PROBLEM STATEMENT: Exactly the lines from the one with "match tokio::task::spawn_blocking(move ||" to the end of the entries should appear in your answer, retyped word for word.

RECORDS FOR THE EXERCISE section start

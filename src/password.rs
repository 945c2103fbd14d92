use std::sync::Arc;

use tracing::warn;

#[derive(Debug, thiserror::Error)]
#[error("password hashing failed: {0}")]
pub struct HashError(String);

/// Opaque password capability used for private categories and threads.
pub trait PasswordHasher: Send + Sync {
    fn hash(&self, plain: &str) -> Result<String, HashError>;
    fn verify(&self, plain: &str, hash: &str) -> bool;
}

pub struct BcryptHasher {
    cost: u32,
}

impl BcryptHasher {
    pub fn new(cost: u32) -> Self {
        Self { cost: cost.clamp(4, 31) }
    }
}

impl Default for BcryptHasher {
    fn default() -> Self {
        Self::new(bcrypt::DEFAULT_COST)
    }
}

impl PasswordHasher for BcryptHasher {
    fn hash(&self, plain: &str) -> Result<String, HashError> {
        bcrypt::hash(plain, self.cost).map_err(|e| HashError(e.to_string()))
    }

    fn verify(&self, plain: &str, hash: &str) -> bool {
        match bcrypt::verify(plain, hash) {
            Ok(ok) => ok,
            Err(e) => {
                // a malformed stored hash can never match
                warn!("bcrypt verify failed: {e}");
                false
            }
        }
    }
}

pub fn build_hasher(cost: u32) -> Arc<dyn PasswordHasher> {
    Arc::new(BcryptHasher::new(cost))
}

/// `hash` on the blocking pool, away from the async workers.
pub async fn hash_blocking(hasher: Arc<dyn PasswordHasher>, plain: &str) -> Result<String, HashError> {
    let plain = plain.to_owned();
    tokio::task::spawn_blocking(move || hasher.hash(&plain))
        .await
        .map_err(|e| HashError(e.to_string()))?
}

/// `verify` on the blocking pool. A failed task counts as a mismatch.
pub async fn verify_blocking(hasher: Arc<dyn PasswordHasher>, plain: &str, hash: &str) -> bool {
    let (plain, hash) = (plain.to_owned(), hash.to_owned());
    match tokio::task::spawn_blocking(move || hasher.verify(&plain, &hash)).await {
        Ok(ok) => ok,
        Err(e) => {
            warn!("password verify task failed: {e}");
            false
        }
    }
}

RECORDS FOR THE EXERCISE section end

EXERCISE RESPONSE:
    match tokio::task::spawn_blocking(move || hasher.verify(&plain, &hash)).await {
        Ok(ok) => ok,
        Err(e) => {
            warn!("password verify task failed: {e}");
            false
        }
    }
}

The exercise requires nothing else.